Objective:To investigate the effect of acteoside on the expressions of high mobility group box 1 (HMGB1) and nuclear factor-κB (NF-κB) in the renal tissue of diabetic nephropathy mice.Methods:Among 20 healthy 8-week old C57BL/6J mice, 5 mice were randomly selected as normal control group, the rest were established as type 1 diabetes mellitus (T1DM) models by a single intraperitoneal injection of streptozocin (STZ, 150 mg/kg). T1DM mice were randomly divided into three groups 5 mice without treatment, 5 mice treated with acteoside and 5 mice treated with irbesartan.

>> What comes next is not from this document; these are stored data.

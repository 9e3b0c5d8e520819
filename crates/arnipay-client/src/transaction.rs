use arnipay::ArnipayError;
use reqwest::Method;
use serde_json::{json, Value};

use crate::client::{take_data, Client};
use crate::payment_link::reason_body;
use crate::transport::Transport;

/// Transaction endpoints (`/transactions`).
#[derive(Debug)]
pub struct Transactions<'a, T> {
    client: &'a Client<T>,
}

impl<'a, T: Transport> Transactions<'a, T> {
    pub fn new(client: &'a Client<T>) -> Self {
        Self { client }
    }

    /// List transactions, e.g. `list(&[("link_payment_id", "10"), ("page", "1")])`.
    pub async fn list(&self, filters: &[(&str, &str)]) -> Result<Value, ArnipayError> {
        let response = self
            .client
            .request(Method::GET, &list_endpoint(filters), None)
            .await?;
        Ok(take_data(response, json!([])))
    }

    pub async fn get(&self, id: &str) -> Result<Value, ArnipayError> {
        let endpoint = format!("/transactions/{}", urlencoding::encode(id));
        let response = self.client.request(Method::GET, &endpoint, None).await?;
        Ok(take_data(response, json!({})))
    }

    /// Reverse (refund) a transaction.
    pub async fn reverse(&self, id: &str, reason: Option<&str>) -> Result<Value, ArnipayError> {
        let endpoint = format!("/transactions/{}/reverse", urlencoding::encode(id));
        let response = self
            .client
            .request(Method::POST, &endpoint, Some(&reason_body(reason)))
            .await?;
        Ok(take_data(response, json!({})))
    }
}

fn list_endpoint(filters: &[(&str, &str)]) -> String {
    if filters.is_empty() {
        return "/transactions".to_string();
    }
    let query = url::form_urlencoded::Serializer::new(String::new())
        .extend_pairs(filters)
        .finish();
    format!("/transactions?{query}")
}

#[cfg(test)]
mod tests {
    use super::*;
    use crate::config::ClientConfig;
    use crate::testing::MockTransport;

    fn client(transport: MockTransport) -> Client<MockTransport> {
        Client::with_transport(ClientConfig::new("demo-client", "pk"), transport).unwrap()
    }

    #[test]
    fn filters_are_url_encoded() {
        assert_eq!(list_endpoint(&[]), "/transactions");
        assert_eq!(
            list_endpoint(&[("link_payment_id", "10"), ("page", "1")]),
            "/transactions?link_payment_id=10&page=1"
        );
        assert_eq!(
            list_endpoint(&[("status", "paid & settled")]),
            "/transactions?status=paid+%26+settled"
        );
    }

    #[tokio::test]
    async fn list_hits_filtered_endpoint() {
        let client = client(MockTransport::ok(json!({"data": []})));
        Transactions::new(&client)
            .list(&[("link_payment_id", "10"), ("page", "1")])
            .await
            .unwrap();
        assert_eq!(
            client.transport().last_request().url,
            "https://arnipay.com.py/api/v1/transactions?link_payment_id=10&page=1"
        );
    }

    #[tokio::test]
    async fn get_returns_data() {
        let client = client(MockTransport::ok(json!({"data": {"id": "tx-123"}})));
        let tx = Transactions::new(&client).get("tx-123").await.unwrap();
        assert_eq!(tx["id"], "tx-123");
        assert_eq!(
            client.transport().last_request().url,
            "https://arnipay.com.py/api/v1/transactions/tx-123"
        );
    }

    #[tokio::test]
    async fn reverse_posts_reason() {
        let client = client(MockTransport::ok(json!({"data": {"status": "processing_refund"}})));
        let result = Transactions::new(&client)
            .reverse("tx-123", Some("Refund"))
            .await
            .unwrap();
        assert_eq!(result["status"], "processing_refund");

        let sent = client.transport().last_request();
        assert_eq!(sent.method, Method::POST);
        assert_eq!(sent.url, "https://arnipay.com.py/api/v1/transactions/tx-123/reverse");
        assert_eq!(sent.body, r#"{"reason":"Refund"}"#);
    }

    #[tokio::test]
    async fn reverse_without_reason_sends_no_body() {
        let client = client(MockTransport::ok(json!({"data": {}})));
        Transactions::new(&client).reverse("tx-123", None).await.unwrap();
        assert!(client.transport().last_request().body.is_empty());
    }
}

After continuous administration for 8 weeks, serum, urine, and kidney tissue were collected for biochemical, pathological, and related mRNA and protein detection. The renal tubular epithelial cells (NRK-52E cells) were divided into control group (1 g/L glucose), high glucose group (4.5 g/L glucose) and high glucose+acteoside group (4.5 g/L glucose+32 μmol/L acteoside). Real-time PCR and Western blotting were used to assess the expressions of HMGB1 and NF-κB after 48 hours and 72 hours culturing.Results:Compared with normal control group, blood glucose, 24-hour quantitative urinary protein, blood urea nitrogen (BUN), serum creatinine (Scr) and blood and urine HMGB1 were significantly increased in model group (all P<0.05), along with interstitial inflammatory cell infiltration and messangial matrix expantion, and the expressions of HMGB1 and NF-κB were significantly enhanced (all P<0.05). Compared with model group, histopathologic changes were alleviated and the mRNA and protein expression levels of HMGB1 and NF-κB were lower in the acteoside group (all P<0.05), while the blood glucose level was maintained at high level ( P>0.05), excluding reduced quantitative 24-hour urinary protein, BUN, Scr, and serum and urine HMGB1 (all P<0.05). Compared with control group, the mRNA and protein expressions of HMGB1 and NF-κB were increased in high glucose group of NRK-52E cells (all P<0.05). Compared with high glucose group, the mRNA and protein expressions of HMGB1 and NF-κB in high glucose+acteoside group were down-regulated (all P<0.05). Conclusion:Acteoside may alleviate the nephropathy in STZ-induced diabetic nephropathy mice by down-regulating the expressions of HMGB1 and NF-κB.